Charif Shanahan’s second poetry collection, Trace Evidence (Tin House, 2023) is a stunning tryptic that powerfully explores themes of mixed-race identity, time, mortality, and queer love. At the center of the collection is the poem, “On the Overnight from Agadir,” a meditation on the meaning of belonging, home, and the mysteries of fate. Shanahan wrote it after sustaining serious injuries in a bus accident in Morocco, while he was a Fulbright Scholar researching his mother’s homeland. Shanahan’s poems ask difficult questions for which he provides no easy answers. He encourages us to engage with complexities, nuances, and narratives that may differ from our own. There is pain in these poems, but also joy and hope. At the heart of Shanahan’s work is love and the belief we are all interconnected, changed by every encounter we experience. One cannot read Shanahan’s words without being changed.
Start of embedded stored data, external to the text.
use crate::analytics::season_view::{DEFAULT_MIN_GAMES, MAX_MIN_GAMES};
use crate::analytics::trade::{DEFAULT_SHARE_PCT, MAX_SHARE_PCT, TradeModel};
use crate::state::cache::DEFAULT_TTL;
use log::{LevelFilter, warn};
use serde::Deserialize;
use std::path::PathBuf;
use std::str::FromStr;
use std::time::Duration;

const CONFIG_DIR: &str = "courtside";
const CONFIG_FILE: &str = "settings.json";

pub const DEFAULT_SEASON: &str = "2023-24";
pub const DEFAULT_PLAYER: &str = "Joel Embiid";
pub const DEFAULT_LOG_LEVEL: LevelFilter = LevelFilter::Error;

#[derive(Debug, Clone, PartialEq)]
pub struct AppSettings {
    pub full_screen: bool,
    pub log_level: Option<LevelFilter>,
    /// Season shown on startup, if it is in the season list.
    pub default_season: String,
    /// Player selected whenever the current selection falls out of the filter.
    pub default_player: Option<String>,
    pub min_games: u8,
    pub share_pct: u8,
    pub cache_ttl: Duration,
    /// Override for the stats service base URL.
    pub stats_base_url: Option<String>,
    pub trade_model: TradeModel,
}

impl Default for AppSettings {
    fn default() -> Self {
        Self {
            full_screen: false,
            log_level: None,
            default_season: DEFAULT_SEASON.to_string(),
            default_player: Some(DEFAULT_PLAYER.to_string()),
            min_games: DEFAULT_MIN_GAMES,
            share_pct: DEFAULT_SHARE_PCT,
            cache_ttl: DEFAULT_TTL,
            stats_base_url: None,
            trade_model: TradeModel::default(),
        }
    }
}

/// On-disk shape of `settings.json`. Every field is optional.
#[derive(Debug, Default, Deserialize)]
#[serde(default, deny_unknown_fields)]
struct SettingsFile {
    full_screen: Option<bool>,
    log_level: Option<String>,
    default_season: Option<String>,
    default_player: Option<String>,
    min_games: Option<u8>,
    share_pct: Option<u8>,
    cache_ttl_secs: Option<u64>,
    stats_base_url: Option<String>,
    trade_model: Option<TradeModel>,
}

impl AppSettings {
    /// Defaults, then `settings.json`, then `COURTSIDE_*` environment variables.
    pub fn load() -> Self {
        let mut settings = Self::default();

        if let Some(path) = config_path()
            && let Ok(raw) = std::fs::read_to_string(&path)
        {
            match settings.apply_file(&raw) {
                Ok(()) => {}
                Err(e) => warn!("ignoring {}: {e}", path.display()),
            }
        }

        settings.apply_env(|key| std::env::var(key).ok());
        settings
    }

    /// The configured level, else errors only.
    pub fn effective_log_level(&self) -> LevelFilter {
        self.log_level.unwrap_or(DEFAULT_LOG_LEVEL)
    }

    fn apply_file(&mut self, raw: &str) -> Result<(), serde_json::Error> {
        let file: SettingsFile = serde_json::from_str(raw)?;

        if let Some(full_screen) = file.full_screen {
            self.full_screen = full_screen;
        }
        if let Some(level) = file.log_level.as_deref().and_then(parse_level) {
            self.log_level = Some(level);
        }
        if let Some(season) = file.default_season {
            self.default_season = season;
        }
        if let Some(player) = file.default_player {
            self.default_player = Some(player).filter(|p| !p.trim().is_empty());
        }
        if let Some(min_games) = file.min_games {
            self.min_games = min_games.min(MAX_MIN_GAMES);
        }
        if let Some(share_pct) = file.share_pct {
            self.share_pct = share_pct.min(MAX_SHARE_PCT);
        }
        if let Some(secs) = file.cache_ttl_secs {
            self.cache_ttl = Duration::from_secs(secs);
        }
        if let Some(url) = file.stats_base_url {
            self.stats_base_url = Some(url).filter(|u| !u.trim().is_empty());
        }
        if let Some(model) = file.trade_model {
            self.trade_model = model;
        }
        Ok(())
    }

    fn apply_env(&mut self, var: impl Fn(&str) -> Option<String>) {
        if let Some(season) = var("COURTSIDE_SEASON").filter(|s| !s.trim().is_empty()) {
            self.default_season = season.trim().to_string();
        }
        if let Some(min_games) = var("COURTSIDE_MIN_GAMES").and_then(|v| v.trim().parse::<u8>().ok()) {
            self.min_games = min_games.min(MAX_MIN_GAMES);
        }
        if let Some(url) = var("COURTSIDE_STATS_URL").filter(|u| !u.trim().is_empty()) {
            self.stats_base_url = Some(url.trim().to_string());
        }
        if let Some(level) = var("COURTSIDE_LOG").as_deref().and_then(parse_level) {
            self.log_level = Some(level);
        }
    }
}

fn parse_level(raw: &str) -> Option<LevelFilter> {
    LevelFilter::from_str(raw.trim()).ok()
}

fn config_path() -> Option<PathBuf> {
    if let Ok(base) = std::env::var("XDG_CONFIG_HOME")
        && !base.trim().is_empty()
    {
        return Some(PathBuf::from(base).join(CONFIG_DIR).join(CONFIG_FILE));
    }
    let home = std::env::var("HOME").ok()?;
    if home.trim().is_empty() {
        return None;
    }
    Some(PathBuf::from(home).join(".config").join(CONFIG_DIR).join(CONFIG_FILE))
}
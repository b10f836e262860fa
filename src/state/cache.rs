use std::collections::HashMap;
use std::hash::Hash;
use std::time::{Duration, Instant};

pub const DEFAULT_TTL: Duration = Duration::from_secs(60 * 60);

#[derive(Debug, Clone)]
struct CacheEntry<V> {
    value: V,
    inserted_at: Instant,
}

/// Key-value store whose entries expire a fixed time after insertion.
///
/// Expired entries are invisible to `get` but stay in memory until
/// overwritten or purged. The `*_at` variants take the clock as an argument.
#[derive(Debug, Clone)]
pub struct TtlCache<K, V> {
    ttl: Duration,
    entries: HashMap<K, CacheEntry<V>>,
}

impl<K: Eq + Hash, V> TtlCache<K, V> {
    pub fn new(ttl: Duration) -> Self {
        Self {
            ttl,
            entries: HashMap::new(),
        }
    }

    pub fn ttl(&self) -> Duration {
        self.ttl
    }

    pub fn get(&self, key: &K) -> Option<&V> {
        self.get_at(key, Instant::now())
    }

    pub fn get_at(&self, key: &K, now: Instant) -> Option<&V> {
        self.entries
            .get(key)
            .filter(|entry| !self.is_expired(entry, now))
            .map(|entry| &entry.value)
    }

    pub fn insert(&mut self, key: K, value: V) {
        self.insert_at(key, value, Instant::now());
    }

    pub fn insert_at(&mut self, key: K, value: V, now: Instant) {
        self.entries.insert(
            key,
            CacheEntry {
                value,
                inserted_at: now,
            },
        );
    }

    pub fn purge_expired(&mut self) -> usize {
        self.purge_expired_at(Instant::now())
    }

    /// Drop every entry expired at `now`; returns how many went.
    pub fn purge_expired_at(&mut self, now: Instant) -> usize {
        if self.is_empty() {
            return 0;
        }
        let ttl = self.ttl;
        let before = self.entries.len();
        self.entries
            .retain(|_, entry| now.saturating_duration_since(entry.inserted_at) < ttl);
        before - self.entries.len()
    }

    /// Entries stored, expired or not.
    pub fn len(&self) -> usize {
        self.entries.len()
    }

    pub fn is_empty(&self) -> bool {
        self.entries.is_empty()
    }

    fn is_expired(&self, entry: &CacheEntry<V>, now: Instant) -> bool {
        now.saturating_duration_since(entry.inserted_at) >= self.ttl
    }
}

#[cfg(test)]
mod tests {
    use super::*;

    #[test]
    fn fresh_entries_are_returned() {
        let start = Instant::now();
        let mut cache = TtlCache::new(Duration::from_secs(60));
        cache.insert_at("2023-24".to_string(), 450usize, start);

        let later = start + Duration::from_secs(59);
        assert_eq!(cache.get_at(&"2023-24".to_string(), later), Some(&450));
        assert_eq!(cache.get_at(&"2022-23".to_string(), later), None);
    }

    #[test]
    fn entries_expire_after_ttl() {
        let start = Instant::now();
        let mut cache = TtlCache::new(Duration::from_secs(60));
        cache.insert_at(203954u32, "career", start);

        assert_eq!(cache.get_at(&203954, start + Duration::from_secs(60)), None);
        assert_eq!(cache.len(), 1, "expired entries linger until purged");
    }

    #[test]
    fn insert_refreshes_expiry() {
        let start = Instant::now();
        let mut cache = TtlCache::new(Duration::from_secs(10));
        cache.insert_at(1u32, "old", start);
        cache.insert_at(1u32, "new", start + Duration::from_secs(8));

        assert_eq!(cache.get_at(&1, start + Duration::from_secs(15)), Some(&"new"));
    }

    #[test]
    fn purge_drops_only_expired_entries() {
        let start = Instant::now();
        let mut cache = TtlCache::new(Duration::from_secs(10));
        cache.insert_at(1u32, 'a', start);
        cache.insert_at(2u32, 'b', start + Duration::from_secs(5));

        let removed = cache.purge_expired_at(start + Duration::from_secs(12));
        assert_eq!(removed, 1);
        assert_eq!(cache.len(), 1);
        assert_eq!(cache.get_at(&2, start + Duration::from_secs(12)), Some(&'b'));
    }

    #[test]
    fn clock_going_backwards_does_not_expire() {
        let start = Instant::now() + Duration::from_secs(100);
        let mut cache = TtlCache::new(Duration::from_secs(10));
        cache.insert_at(1u32, 1u8, start);
        assert_eq!(cache.get_at(&1, start - Duration::from_secs(50)), Some(&1));
    }
}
Charif Shanahan is the author of Into Each Room We Enter without Knowing (Southern Illinois University Press, 2017), winner of the Crab Orchard Series in Poetry and a Lambda Literary Award. His work has appeared in The Nation, The New Republic, The New Yorker, The Paris Review, and elsewhere. Shanahan is the recipient of a National Endowment for the Arts Literature Fellowship, the Wallace Stegner Fellowship at Stanford University, and a Fulbright Senior Scholar Grant to Morocco. Originally from the Bronx, he is an Assistant Professor of English and Creative Writing at Northwestern University.
I had the great pleasure of speaking with Charif Shanahan over Zoom about identity constructs, the complexity and nuance found in life, and the “spiritual fact” of our oneness.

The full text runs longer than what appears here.